Siempre me cuesta desprenderme de las breves rutinas que incorporo por intervalos. Desde que empecé a vivir en una valija, como me gusta decir a mí, me acostumbré a habitar distintos destinos por estaciones, según me muevan vientos laborales, legales o estrictamente personales.
Esta semana tuve que completar un formulario extenso, muy extenso, para mi futura visa inglesa. Uno de los incisos preguntaba todas las latitudes que visité en los últimos diez años. Ha sido un periodo de viajes constantes. Enumerarlos para el papeleo arrojó luz sobre el recuerdo y todo aquello que normalizo porque es —sencillamente— parte de mi vida. Muchos sellos en mi pasaporte se deben a estadías breves de índole meramente turística. Varios otros dan cuenta de temporadas de residencia, con sus pequeñas rutinas insignificantes que me hicieron sentir en casa.

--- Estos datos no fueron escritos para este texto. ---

// This Source Code Form is subject to the terms of the Mozilla Public
// License, v. 2.0. If a copy of the MPL was not distributed with this
// file, You can obtain one at http://mozilla.org/MPL/2.0/.

use thiserror::Error;

use crate::label::LabelError;

#[derive(Error, Debug)]
pub enum SeriesError {
    #[error("There are no entries for band '{band}'; available bands: {available}")]
    NoSuchBand { band: String, available: String },

    #[error("The source has no {0}")]
    MissingField(&'static str),

    #[error("Couldn't read the clean-beam {axis} axis '{value}' as a number")]
    BadBeamAxis { axis: &'static str, value: String },

    #[error(transparent)]
    Label(#[from] LabelError),

    #[error(transparent)]
    IO(#[from] std::io::Error),
}
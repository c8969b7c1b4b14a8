// This Source Code Form is subject to the terms of the Mozilla Public
// License, v. 2.0. If a copy of the MPL was not distributed with this
// file, You can obtain one at http://mozilla.org/MPL/2.0/.

//! Error type for all fitsutils-related errors. This should be the *only*
//! error enum that is publicly visible.

use thiserror::Error;

use super::{extract::ExtractArgsError, label::LabelArgsError, series::SeriesArgsError};
use crate::{
    label::LabelError,
    report::ReadReportError,
    series::SeriesError,
    table::{ReadTableError, WriteTableError},
};

/// The *only* publicly visible error from fitsutils. Errors about files the
/// user handed us carry a hint on what those files should look like.
#[derive(Error, Debug)]
pub enum FitsUtilsError {
    /// An error related to fit reports.
    #[error("{0}\n\nFit reports are named like 'XTEJ1748_27Jun1999_Lband.txt' and contain blocks starting with 'Fit on'")]
    Report(String),

    /// An error related to fit tables.
    #[error("{0}\n\nFit table rows look like 'date,band,freq,major,minor,' followed by 7 fields per source")]
    Table(String),

    /// An error related to labelling main sources.
    #[error("{0}")]
    Label(String),

    /// An error related to time series.
    #[error("{0}")]
    Series(String),

    /// An error related to argument files.
    #[error("{0}\n\nArgument files are TOML or JSON, with the same keys as the long command-line flags (using underscores)")]
    ArgFile(String),

    /// A generic error that can't be clarified further, e.g. IO errors.
    #[error("{0}")]
    Generic(String),
}

// Binary sub-command errors.

impl From<ExtractArgsError> for FitsUtilsError {
    fn from(e: ExtractArgsError) -> Self {
        let s = e.to_string();
        match e {
            ExtractArgsError::NoReportsDir => Self::Report(s),
            ExtractArgsError::NoTable => Self::Table(s),
        }
    }
}

impl From<LabelArgsError> for FitsUtilsError {
    fn from(e: LabelArgsError) -> Self {
        let s = e.to_string();
        match e {
            LabelArgsError::NoTable | LabelArgsError::NoSuchEntry { .. } => Self::Table(s),
            LabelArgsError::IncompleteKey | LabelArgsError::BadDate(_) => Self::Label(s),
        }
    }
}

impl From<SeriesArgsError> for FitsUtilsError {
    fn from(e: SeriesArgsError) -> Self {
        let s = e.to_string();
        match e {
            SeriesArgsError::NoTable => Self::Table(s),
            SeriesArgsError::NoBand
            | SeriesArgsError::BadQuantity(_)
            | SeriesArgsError::BadReference(_) => Self::Series(s),
        }
    }
}

// Library code errors.

impl From<ReadReportError> for FitsUtilsError {
    fn from(e: ReadReportError) -> Self {
        match e {
            ReadReportError::IO(e) => Self::from(e),
            _ => Self::Report(e.to_string()),
        }
    }
}

impl From<ReadTableError> for FitsUtilsError {
    fn from(e: ReadTableError) -> Self {
        match e {
            ReadTableError::IO(e) => Self::from(e),
            _ => Self::Table(e.to_string()),
        }
    }
}

impl From<WriteTableError> for FitsUtilsError {
    fn from(e: WriteTableError) -> Self {
        let s = e.to_string();
        match e {
            WriteTableError::CommaInField { .. } => Self::Table(s),
            WriteTableError::IO(e) => Self::from(e),
        }
    }
}

impl From<LabelError> for FitsUtilsError {
    fn from(e: LabelError) -> Self {
        let s = e.to_string();
        match e {
            LabelError::IndexOutOfRange { .. }
            | LabelError::NoMainSource
            | LabelError::SeveralMainSources(_) => Self::Label(s),
            LabelError::IO(e) => Self::from(e),
        }
    }
}

impl From<SeriesError> for FitsUtilsError {
    fn from(e: SeriesError) -> Self {
        let s = e.to_string();
        match e {
            SeriesError::NoSuchBand { .. }
            | SeriesError::MissingField(_)
            | SeriesError::BadBeamAxis { .. } => Self::Series(s),
            SeriesError::Label(e) => Self::from(e),
            SeriesError::IO(e) => Self::from(e),
        }
    }
}

impl From<std::io::Error> for FitsUtilsError {
    fn from(e: std::io::Error) -> Self {
        Self::Generic(e.to_string())
    }
}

A veces pienso que el ejemplo de mi hermano me abrió el camino. Se dedicó varios años antes que yo a viajar mucho con el soporte de un empleo. Cuando viví en California con él y su (mi) familia, me acostumbré a trabajar juntos por la mañana. Salvo que alguno tuviese una videollamada, nos sentábamos enfrentados en la mesa del comedor: nuestra oficina familiar improvisada. Supe prepararnos unos desayunos-brunch potentes donde aprovechaba el producto fabuloso de los supermercados orgánicos de la zona, después de gatillar $50 con cada “comprita”. La vida californiana es preciosa pero muy privilegiada. Si no me hubiese cobijado mi hermano, jamás podría haber alquilado un departamento ahí. Ni siquiera existen muchos AirBnBs en Orange County, así que habría caído en algún hostel surfero que quincenalmente se llevase la mitad de mi sueldo. Cada mes juntos nos permitió desarrollar pequeños rituales diarios minúsculos, que distan mucho de todas mis otras vidas cuando estamos lejos. Por ejemplo:
Ver atardeceres sobre el mar todos los días, color Cotton Candy como le decimos con mi sobrina. Acompañarla a la escuela, conocer a sus amigas, asistir a actos escolares y recitales de ballet.
Charlar con mi cuñada de política y todo lo que ocurre en el mundo. Indignarnos. Tomar sus clase de yoga. Ver películas de minita las 3 con Luisa todas las semanas, cuando mi hermano tiene fútbol.
Levantarnos 5:30 a. m. para ir a las playas de San Onofre antes de que abran, stockeados hasta la manija. La noche anterior cargábamos toldo, mate, heladera y garrafa. En la parte de atrás del Jeep he cocinado desayunos cinco estrellas con las patas de la arena.